Слова сами собой возникали в ее голове, повисали в воздухе красивыми витиеватыми узорами. Наверное, они что-то для нее значили, в той, другой жизни.

Каждое движение, каждый взмах руки, каждое шевеление пальцев казались взвешенными и точными, будто она всю жизнь только тем и занималась, что пряталась и наблюдала.

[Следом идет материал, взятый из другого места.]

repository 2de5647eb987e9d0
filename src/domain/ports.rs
use super::document::Document;
use super::payment::{EmailMessage, OrderRequest, PaymentOrder};
use super::ticket::TicketNumber;
use crate::error::Result;
use async_trait::async_trait;

/// How an upsert treats a document that already exists for the phone number.
#[derive(Debug, Clone, Copy, PartialEq, Eq)]
pub enum UpsertMode {
    /// Overwrite the existing document with the draft.
    Replace,
    /// Leave the existing document untouched.
    KeepExisting,
}

/// Outcome of an atomic upsert keyed by phone number.
#[derive(Debug, Clone, PartialEq)]
pub enum Upsert {
    Created(Document),
    Updated(Document),
    Unchanged(Document),
}

impl Upsert {
    pub fn document(&self) -> &Document {
        match self {
            Upsert::Created(doc) | Upsert::Updated(doc) | Upsert::Unchanged(doc) => doc,
        }
    }

    pub fn is_created(&self) -> bool {
        matches!(self, Upsert::Created(_))
    }
}

/// A checked mutation applied to a single document inside the store's write path.
/// Returning an error leaves the stored document unchanged.
pub type Mutation = Box<dyn FnOnce(&mut Document) -> Result<()> + Send>;

#[async_trait]
pub trait DocumentStore: Send + Sync {
    /// Atomically inserts `draft` or resolves it against the document stored for
    /// the same phone number.
    ///
    /// Fails with `Conflict` when creating would reuse a ticket number that
    /// belongs to another phone number.
    async fn upsert_by_phone(&self, draft: Document, mode: UpsertMode) -> Result<Upsert>;
    async fn find_by_phone(&self, phone_number: &str) -> Result<Option<Document>>;
    async fn find_by_ticket(&self, ticket: &TicketNumber) -> Result<Option<Document>>;
    /// Atomically applies `mutation` to the document with this ticket number.
    /// Returns `None` when no document matches.
    async fn update_by_ticket(
        &self,
        ticket: &TicketNumber,
        mutation: Mutation,
    ) -> Result<Option<Document>>;
    async fn all_documents(&self) -> Result<Vec<Document>>;
    /// Distinct ticket numbers, sorted.
    async fn distinct_tickets(&self) -> Result<Vec<TicketNumber>>;
}

#[async_trait]
pub trait PaymentGateway: Send + Sync {
    async fn create_order(&self, request: OrderRequest) -> Result<PaymentOrder>;
}

#[async_trait]
pub trait Notifier: Send + Sync {
    async fn send(&self, message: EmailMessage) -> Result<()>;
}

pub trait TicketGenerator: Send + Sync {
    fn generate(&self) -> TicketNumber;
}

pub type DocumentStoreBox = Box<dyn DocumentStore>;
pub type PaymentGatewayBox = Box<dyn PaymentGateway>;
pub type NotifierBox = Box<dyn Notifier>;
pub type TicketGeneratorBox = Box<dyn TicketGenerator>;
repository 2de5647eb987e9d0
pub mod http;
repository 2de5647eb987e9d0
use crate::application::workflow::PaymentSettings;
use crate::domain::payment::Amount;
use crate::error::Result;
use crate::infrastructure::razorpay::DEFAULT_RAZORPAY_URL;
use clap::Parser;
use rust_decimal::Decimal;
use std::path::PathBuf;
use std::time::Duration;

/// Loan document intake service.
///
/// Every option can also be supplied through the environment variable named
/// next to it.
#[derive(Debug, Clone, Parser)]
#[command(author, version, about, long_about = None)]
pub struct Config {
    /// Port to listen on
    #[arg(long, env = "PORT", default_value_t = 5000)]
    pub port: u16,

    /// Path to persistent database (optional). If provided, uses RocksDB.
    #[arg(long, env = "DB_PATH")]
    pub db_path: Option<PathBuf>,

    /// Razorpay API key id
    #[arg(long, env = "RAZORPAY_KEYID")]
    pub razorpay_key_id: String,

    /// Razorpay API key secret
    #[arg(long, env = "RAZORPAY_KEY", hide_env_values = true)]
    pub razorpay_key_secret: String,

    /// Razorpay API base URL
    #[arg(long, env = "RAZORPAY_URL", default_value = DEFAULT_RAZORPAY_URL)]
    pub razorpay_url: String,

    /// Default order amount in major currency units
    #[arg(long, env = "PAYMENT_AMOUNT", default_value = "100.00")]
    pub payment_amount: Decimal,

    /// Default order currency
    #[arg(long, env = "PAYMENT_CURRENCY", default_value = "INR")]
    pub currency: String,

    /// Payment link emailed to applicants
    #[arg(long, env = "PAYMENT_URL", default_value = "https://rzp.io/i/W4I0vEutf")]
    pub payment_url: String,

    /// Sender address of payment-link emails
    #[arg(long, env = "SENDMAIL")]
    pub mail_from: String,

    /// HTTP mail relay endpoint. Emails are only logged when unset.
    #[arg(long, env = "MAIL_RELAY_URL")]
    pub mail_relay_url: Option<String>,

    /// Bearer token for the mail relay
    #[arg(long, env = "MAIL_RELAY_TOKEN", hide_env_values = true)]
    pub mail_relay_token: Option<String>,

    /// Timeout for calls to the payment gateway and mail relay, in seconds
    #[arg(long, env = "GATEWAY_TIMEOUT_SECS", default_value_t = 15)]
    pub gateway_timeout_secs: u64,
}

impl Config {
    pub fn gateway_timeout(&self) -> Duration {
        Duration::from_secs(self.gateway_timeout_secs)
    }

    pub fn payment_settings(&self) -> Result<PaymentSettings> {
        Ok(PaymentSettings {
            amount: Amount::new(self.payment_amount)?,
            currency: self.currency.trim().to_uppercase(),
            payment_url: self.payment_url.clone(),
            mail_from: self.mail_from.clone(),
        })
    }
}
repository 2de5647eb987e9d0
#![allow(dead_code)]

use async_trait::async_trait;
use loan_desk::application::workflow::{DocumentWorkflow, PaymentSettings};
use loan_desk::domain::document::{Document, DocumentFields};
use loan_desk::domain::payment::{Amount, EmailMessage, OrderRequest, PaymentOrder};
use loan_desk::domain::ports::{
    DocumentStore, DocumentStoreBox, Mutation, Notifier, PaymentGateway, TicketGenerator, Upsert,
    UpsertMode,
};
use loan_desk::domain::ticket::{RandomTicketGenerator, TicketNumber};
use loan_desk::error::{Result, WorkflowError};
use loan_desk::infrastructure::in_memory::InMemoryDocumentStore;
use rust_decimal_macros::dec;
use std::collections::VecDeque;
use std::sync::atomic::{AtomicBool, AtomicU64, AtomicUsize, Ordering};
use std::sync::{Arc, Mutex};
use std::time::Duration;

pub const PAYMENT_URL: &str = "https://pay.example.com/link";
pub const MAIL_FROM: &str = "desk@example.com";

/// Payment gateway that records every order request.
#[derive(Clone, Default)]
pub struct RecordingPayments {
    pub requests: Arc<Mutex<Vec<OrderRequest>>>,
    pub fail: Arc<AtomicBool>,
    pub delay_ms: Arc<AtomicU64>,
}

impl RecordingPayments {
    pub fn calls(&self) -> Vec<OrderRequest> {
        self.requests.lock().unwrap().clone()
    }

    pub fn fail_next_calls(&self, fail: bool) {
        self.fail.store(fail, Ordering::SeqCst);
    }

    /// Makes every order call take at least `delay`.
    pub fn respond_after(&self, delay: Duration) {
        self.delay_ms.store(delay.as_millis() as u64, Ordering::SeqCst);
    }
}

#[async_trait]
impl PaymentGateway for RecordingPayments {
    async fn create_order(&self, request: OrderRequest) -> Result<PaymentOrder> {
        let delay = self.delay_ms.load(Ordering::SeqCst);
        if delay > 0 {
            tokio::time::sleep(Duration::from_millis(delay)).await;
        }
        if self.fail.load(Ordering::SeqCst) {
            return Err(WorkflowError::PaymentGatewayError("gateway down".to_string()));
        }
        let mut requests = self.requests.lock().unwrap();
        requests.push(request.clone());
        Ok(PaymentOrder {
            id: format!("order_{}", requests.len()),
            amount: request.amount,
            currency: request.currency,
            receipt: Some(request.receipt),
            status: "created".to_string(),
        })
    }
}

/// Notifier that records every message.
#[derive(Clone, Default)]
pub struct RecordingNotifier {
    pub sent: Arc<Mutex<Vec<EmailMessage>>>,
    pub fail: Arc<AtomicBool>,
}

impl RecordingNotifier {
    pub fn messages(&self) -> Vec<EmailMessage> {
        self.sent.lock().unwrap().clone()
    }

    pub fn fail_next_calls(&self, fail: bool) {
        self.fail.store(fail, Ordering::SeqCst);
    }
}

#[async_trait]
impl Notifier for RecordingNotifier {
    async fn send(&self, message: EmailMessage) -> Result<()> {
        if self.fail.load(Ordering::SeqCst) {
            return Err(WorkflowError::NotificationError("smtp down".to_string()));
        }
        self.sent.lock().unwrap().push(message);
        Ok(())
    }
}

/// Ticket generator replaying a fixed sequence, then falling back to random tickets.
#[derive(Default)]
pub struct ScriptedTickets {
    queue: Mutex<VecDeque<TicketNumber>>,
}

impl ScriptedTickets {
    pub fn new(tickets: &[&str]) -> Self {
        Self {
            queue: Mutex::new(tickets.iter().map(|t| TicketNumber::from(*t)).collect()),
        }
    }
}

impl TicketGenerator for ScriptedTickets {
    fn generate(&self) -> TicketNumber {
        self.queue
            .lock()
            .unwrap()
            .pop_front()
            .unwrap_or_else(|| RandomTicketGenerator::new().generate())
    }
}

/// In-memory store whose `update_by_ticket` starts failing after a set number
/// of successful calls.
#[derive(Clone)]
pub struct FlakyStore {
    inner: InMemoryDocumentStore,
    updates: Arc<AtomicUsize>,
    fail_after: Arc<AtomicUsize>,
}

impl FlakyStore {
    pub fn new() -> Self {
        Self {
            inner: InMemoryDocumentStore::new(),
            updates: Arc::new(AtomicUsize::new(0)),
            fail_after: Arc::new(AtomicUsize::new(usize::MAX)),
        }
    }

    pub fn fail_updates_after(&self, successful: usize) {
        self.fail_after.store(successful, Ordering::SeqCst);
    }
}

#[async_trait]
impl DocumentStore for FlakyStore {
    async fn upsert_by_phone(&self, draft: Document, mode: UpsertMode) -> Result<Upsert> {
        self.inner.upsert_by_phone(draft, mode).await
    }

    async fn find_by_phone(&self, phone_number: &str) -> Result<Option<Document>> {
        self.inner.find_by_phone(phone_number).await
    }

    async fn find_by_ticket(&self, ticket: &TicketNumber) -> Result<Option<Document>> {
        self.inner.find_by_ticket(ticket).await
    }

    async fn update_by_ticket(
        &self,
        ticket: &TicketNumber,
        mutation: Mutation,
    ) -> Result<Option<Document>> {
        let done = self.updates.fetch_add(1, Ordering::SeqCst);
        if done >= self.fail_after.load(Ordering::SeqCst) {
            return Err(WorkflowError::InternalError("disk full".into()));
        }
        self.inner.update_by_ticket(ticket, mutation).await
    }

    async fn all_documents(&self) -> Result<Vec<Document>> {
        self.inner.all_documents().await
    }

    async fn distinct_tickets(&self) -> Result<Vec<TicketNumber>> {
        self.inner.distinct_tickets().await
    }
}

pub struct Harness {
    pub workflow: DocumentWorkflow,
    pub payments: RecordingPayments,
    pub notifier: RecordingNotifier,
}

pub fn settings() -> PaymentSettings {
    PaymentSettings {
        amount: Amount::new(dec!(100.00)).unwrap(),
        currency: "INR".to_string(),
        payment_url: PAYMENT_URL.to_string(),
        mail_from: MAIL_FROM.to_string(),
    }
}

pub fn harness_with_tickets(tickets: ScriptedTickets) -> Harness {
    harness_with_store(Box::new(InMemoryDocumentStore::new()), tickets)
}

pub fn harness_with_store(store: DocumentStoreBox, tickets: ScriptedTickets) -> Harness {
    let payments = RecordingPayments::default();
    let notifier = RecordingNotifier::default();
    let workflow = DocumentWorkflow::new(
        store,
        Box::new(tickets),
        Box::new(payments.clone()),
        Box::new(notifier.clone()),
        settings(),
    );
    Harness {
        workflow,
        payments,
        notifier,
    }
}

pub fn harness() -> Harness {
    harness_with_tickets(ScriptedTickets::default())
}

pub fn submission(phone: &str, email: &str) -> DocumentFields {
    DocumentFields {
        phone_number: phone.to_string(),
        email: Some(email.to_string()),
        mobile_number: Some(phone.to_string()),
        document_type: Some("home loan".to_string()),
        ..Default::default()
    }
}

По дороге то и дело встречались люди: слуги, рыцари Долины, лорды и леди, которых здесь было не так много. Каждый из них говорил о чем-то своем, и никто не замечал девочку-тень, девочку-призрак. Шепотки разносились по воздуху, впитывались в охлажденные стены и проворными птичками залетали в непредназначенные для них уши.

Зачем мне это?

«Любое знание рано или поздно может пригодиться».

Почему я здесь?

«Потому что ты пришла сюда, глупое дитя».

Зачем я пришла сюда?

«Ты знаешь. Вспомни».

Проведя в этом замке больше двух недель — точнее вспомнить было сложно, первые дни прошли в дурмане макового молока — она не выходила из выделенной ей комнатушки. Вернее, подразумевалось, что не выходила, а на деле же успела исследовать весь замок. Выяснилось, что она умела очень искусно притворяться, а играть роль слабой и истощенной девочки, которая не может даже встать с кровати, оказалось легко. Мейстер Колемон охотно подтверждал ее слова — он был уверен, что после перенесенного девочка может больше месяца с трудом подниматься с постели. И ничего не помнить — хоть в чем-то он оказался прав.

Но она поднималась весьма охотно, и дело было не только в том, что внутренний голос требовал знать все о месте, в котором она находится, но и в проявившемся неумении сидеть на одном месте.

Из воспоминаний ее постоянно преследовали лишь два слова: дар и Многоликий, тот самый, чей образ ей мерещился в снежных вихрах бури. Они сами собой складывались воедино и образовывали фразу: Дар Многоликого. Но это было как раз то, о чем по каким-то причинам думать не хотелось.

Алейна регулярно навещала ее, приносила еду, рассказывала какие-то бессмысленные истории. Девочка так и не поняла, зачем ей это, и поначалу жутко раздражалась, хоть и честно пыталась не показывать вида. Явное легкомыслие и недалекость выводили из себя, словно голова у Алейны — давно высохший колодец, бесполезный и пустой. Но так было только поначалу.

Со временем стало ясно, что все это — очень искусная и тонко выверенная игра, отточенная знающим свое дело мастером. Нет, наверное, не все было обманом, но в небесно-голубых глазах светился ум, а там, за гранью, если заглянуть дальше и копнуть глубже, можно было увидеть боль. Стоит окунуться в нее — можно захлебнуться, утонуть, оказаться на самом дне прозрачных вод отчаяния и больше никогда оттуда не вынырнуть.

Вместо того чтобы насторожить, это успокоило девочку. В ней тоже жили отчаяние и боль, и хотя она все еще не знала, из чего они состоят — чувствовала их расходящиеся внутри нее волны, которые регулярно задевали сердце.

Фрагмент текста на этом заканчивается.